══ The data ══
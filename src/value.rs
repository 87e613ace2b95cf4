//! Dynamic value representation for query string data.
//!
//! This module provides the [`Value`] enum, the structured side of every
//! conversion: [`crate::parse`] builds a tree of values out of a flat query
//! string, and [`crate::stringify`] walks one back into text.
//!
//! ## Core Types
//!
//! - [`Value`]: undefined, null, scalars (bool, number, big integer, string,
//!   bytes, date), sequences and mappings
//! - [`Number`]: numeric scalars including the non-finite values
//!
//! `Undefined` and `Null` are distinct. `Null` is an explicit empty marker
//! (`a` with strict null handling, `a=` otherwise), while `Undefined` means
//! absent: it is skipped by the stringifier and marks the holes of a sparse
//! sequence while a parse is in progress.
//!
//! ## Examples
//!
//! ```rust
//! use qs_value::{qs, Value};
//!
//! let value = qs!({
//!     "user": { "name": "tj", "tags": ["a", "b"] }
//! });
//!
//! let user = value.as_mapping().and_then(|m| m.get("user")).unwrap();
//! assert!(user.is_mapping());
//! ```

use crate::QsMap;
use chrono::{DateTime, Utc};
use num_bigint::BigInt;
use serde::{Deserialize, Deserializer, Serialize, Serializer};
use std::fmt;

/// A dynamically-typed query string value.
///
/// # Examples
///
/// ```rust
/// use qs_value::{Number, Value};
///
/// let null = Value::Null;
/// let num = Value::Number(Number::Integer(42));
/// let text = Value::String("hello".to_string());
///
/// assert!(null.is_null());
/// assert!(num.is_number());
/// assert!(text.is_string());
/// assert!(Value::default().is_undefined());
/// ```
#[derive(Clone, Debug, PartialEq, Default)]
pub enum Value {
    #[default]
    Undefined,
    Null,
    Bool(bool),
    Number(Number),
    BigInt(BigInt),
    String(String),
    Bytes(Vec<u8>),
    Date(DateTime<Utc>),
    Sequence(Vec<Value>),
    Mapping(QsMap),
}

/// A numeric value that can be an integer, float, or one of the non-finite values.
///
/// # Examples
///
/// ```rust
/// use qs_value::Number;
///
/// assert_eq!(Number::Integer(42).to_string(), "42");
/// assert_eq!(Number::Float(2.0).to_string(), "2");
/// assert_eq!(Number::Float(2.5).to_string(), "2.5");
/// assert_eq!(Number::NegativeInfinity.to_string(), "-Infinity");
/// ```
#[derive(Clone, Debug, PartialEq)]
pub enum Number {
    Integer(i64),
    Float(f64),
    Infinity,
    NegativeInfinity,
    NaN,
}

impl Number {
    #[inline]
    #[must_use]
    pub const fn is_integer(&self) -> bool {
        matches!(self, Number::Integer(_))
    }

    #[inline]
    #[must_use]
    pub const fn is_float(&self) -> bool {
        matches!(self, Number::Float(_))
    }

    /// Returns `true` if this is a special value (Infinity, -Infinity, or NaN).
    #[inline]
    #[must_use]
    pub const fn is_special(&self) -> bool {
        matches!(
            self,
            Number::Infinity | Number::NegativeInfinity | Number::NaN
        )
    }

    /// Converts this number to an `i64` if possible.
    ///
    /// # Examples
    ///
    /// ```rust
    /// use qs_value::Number;
    ///
    /// assert_eq!(Number::Integer(42).as_i64(), Some(42));
    /// assert_eq!(Number::Float(42.0).as_i64(), Some(42));
    /// assert_eq!(Number::Float(42.5).as_i64(), None);
    /// assert_eq!(Number::Infinity.as_i64(), None);
    /// ```
    #[inline]
    #[must_use]
    pub fn as_i64(&self) -> Option<i64> {
        match self {
            Number::Integer(i) => Some(*i),
            Number::Float(f) => {
                if f.fract() == 0.0 && *f >= i64::MIN as f64 && *f <= i64::MAX as f64 {
                    Some(*f as i64)
                } else {
                    None
                }
            }
            _ => None,
        }
    }

    #[inline]
    #[must_use]
    pub fn as_f64(&self) -> f64 {
        match self {
            Number::Integer(i) => *i as f64,
            Number::Float(f) => *f,
            Number::Infinity => f64::INFINITY,
            Number::NegativeInfinity => f64::NEG_INFINITY,
            Number::NaN => f64::NAN,
        }
    }
}

// Integral floats print without a fraction, `-0` prints as `0`, and
// magnitudes below 1e-6 or from 1e21 up switch to exponent form (`1e+21`),
// the way numbers turn into text in a browser query string.
impl fmt::Display for Number {
    fn fmt(&self, f: &mut fmt::Formatter<'_>) -> fmt::Result {
        match self {
            Number::Integer(i) => write!(f, "{}", i),
            Number::Float(fl) if fl.is_nan() => write!(f, "NaN"),
            Number::Float(fl) if fl.is_infinite() => {
                write!(f, "{}", if *fl > 0.0 { "Infinity" } else { "-Infinity" })
            }
            Number::Float(fl) if *fl == 0.0 => write!(f, "0"),
            Number::Float(fl) if (1e-6..1e21).contains(&fl.abs()) => write!(f, "{}", fl),
            Number::Float(fl) => {
                let text = format!("{:e}", fl);
                match text.split_once('e') {
                    Some((mantissa, exponent)) if !exponent.starts_with('-') => {
                        write!(f, "{}e+{}", mantissa, exponent)
                    }
                    _ => f.write_str(&text),
                }
            }
            Number::Infinity => write!(f, "Infinity"),
            Number::NegativeInfinity => write!(f, "-Infinity"),
            Number::NaN => write!(f, "NaN"),
        }
    }
}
═══
• **Prompt**: Print out an identical copy of the whole listing.

• **Problem solution**:
filename src/value.rs
repository 87e613ace2b95cf4
//! Dynamic value representation for query string data.
//!
//! This module provides the [`Value`] enum, the structured side of every
//! conversion: [`crate::parse`] builds a tree of values out of a flat query
//! string, and [`crate::stringify`] walks one back into text.
//!
//! ## Core Types
//!
//! - [`Value`]: undefined, null, scalars (bool, number, big integer, string,
//!   bytes, date), sequences and mappings
//! - [`Number`]: numeric scalars including the non-finite values
//!
//! `Undefined` and `Null` are distinct. `Null` is an explicit empty marker
//! (`a` with strict null handling, `a=` otherwise), while `Undefined` means
//! absent: it is skipped by the stringifier and marks the holes of a sparse
//! sequence while a parse is in progress.
//!
//! ## Examples
//!
//! ```rust
//! use qs_value::{qs, Value};
//!
//! let value = qs!({
//!     "user": { "name": "tj", "tags": ["a", "b"] }
//! });
//!
//! let user = value.as_mapping().and_then(|m| m.get("user")).unwrap();
//! assert!(user.is_mapping());
//! ```

use crate::QsMap;
use chrono::{DateTime, Utc};
use num_bigint::BigInt;
use serde::{Deserialize, Deserializer, Serialize, Serializer};
use std::fmt;

/// A dynamically-typed query string value.
///
/// # Examples
///
/// ```rust
/// use qs_value::{Number, Value};
///
/// let null = Value::Null;
/// let num = Value::Number(Number::Integer(42));
/// let text = Value::String("hello".to_string());
///
/// assert!(null.is_null());
/// assert!(num.is_number());
/// assert!(text.is_string());
/// assert!(Value::default().is_undefined());
/// ```
#[derive(Clone, Debug, PartialEq, Default)]
pub enum Value {
    #[default]
    Undefined,
    Null,
    Bool(bool),
    Number(Number),
    BigInt(BigInt),
    String(String),
    Bytes(Vec<u8>),
    Date(DateTime<Utc>),
    Sequence(Vec<Value>),
    Mapping(QsMap),
}

/// A numeric value that can be an integer, float, or one of the non-finite values.
///
/// # Examples
///
/// ```rust
/// use qs_value::Number;
///
/// assert_eq!(Number::Integer(42).to_string(), "42");
/// assert_eq!(Number::Float(2.0).to_string(), "2");
/// assert_eq!(Number::Float(2.5).to_string(), "2.5");
/// assert_eq!(Number::NegativeInfinity.to_string(), "-Infinity");
/// ```
#[derive(Clone, Debug, PartialEq)]
pub enum Number {
    Integer(i64),
    Float(f64),
    Infinity,
    NegativeInfinity,
    NaN,
}

impl Number {
    #[inline]
    #[must_use]
    pub const fn is_integer(&self) -> bool {
        matches!(self, Number::Integer(_))
    }

    #[inline]
    #[must_use]
    pub const fn is_float(&self) -> bool {
        matches!(self, Number::Float(_))
    }

    /// Returns `true` if this is a special value (Infinity, -Infinity, or NaN).
    #[inline]
    #[must_use]
    pub const fn is_special(&self) -> bool {
        matches!(
            self,
            Number::Infinity | Number::NegativeInfinity | Number::NaN
        )
    }

    /// Converts this number to an `i64` if possible.
    ///
    /// # Examples
    ///
    /// ```rust
    /// use qs_value::Number;
    ///
    /// assert_eq!(Number::Integer(42).as_i64(), Some(42));
    /// assert_eq!(Number::Float(42.0).as_i64(), Some(42));
    /// assert_eq!(Number::Float(42.5).as_i64(), None);
    /// assert_eq!(Number::Infinity.as_i64(), None);
    /// ```
    #[inline]
    #[must_use]
    pub fn as_i64(&self) -> Option<i64> {
        match self {
            Number::Integer(i) => Some(*i),
            Number::Float(f) => {
                if f.fract() == 0.0 && *f >= i64::MIN as f64 && *f <= i64::MAX as f64 {
                    Some(*f as i64)
                } else {
                    None
                }
            }
            _ => None,
        }
    }

    #[inline]
    #[must_use]
    pub fn as_f64(&self) -> f64 {
        match self {
            Number::Integer(i) => *i as f64,
            Number::Float(f) => *f,
            Number::Infinity => f64::INFINITY,
            Number::NegativeInfinity => f64::NEG_INFINITY,
            Number::NaN => f64::NAN,
        }
    }
}

// Integral floats print without a fraction, `-0` prints as `0`, and
// magnitudes below 1e-6 or from 1e21 up switch to exponent form (`1e+21`),
// the way numbers turn into text in a browser query string.
impl fmt::Display for Number {
    fn fmt(&self, f: &mut fmt::Formatter<'_>) -> fmt::Result {
        match self {
            Number::Integer(i) => write!(f, "{}", i),
            Number::Float(fl) if fl.is_nan() => write!(f, "NaN"),
            Number::Float(fl) if fl.is_infinite() => {
                write!(f, "{}", if *fl > 0.0 { "Infinity" } else { "-Infinity" })
            }
            Number::Float(fl) if *fl == 0.0 => write!(f, "0"),
            Number::Float(fl) if (1e-6..1e21).contains(&fl.abs()) => write!(f, "{}", fl),
            Number::Float(fl) => {
                let text = format!("{:e}", fl);
                match text.split_once('e') {
                    Some((mantissa, exponent)) if !exponent.starts_with('-') => {
                        write!(f, "{}e+{}", mantissa, exponent)
                    }
                    _ => f.write_str(&text),
                }
            }
            Number::Infinity => write!(f, "Infinity"),
            Number::NegativeInfinity => write!(f, "-Infinity"),
            Number::NaN => write!(f, "NaN"),
        }
    }
}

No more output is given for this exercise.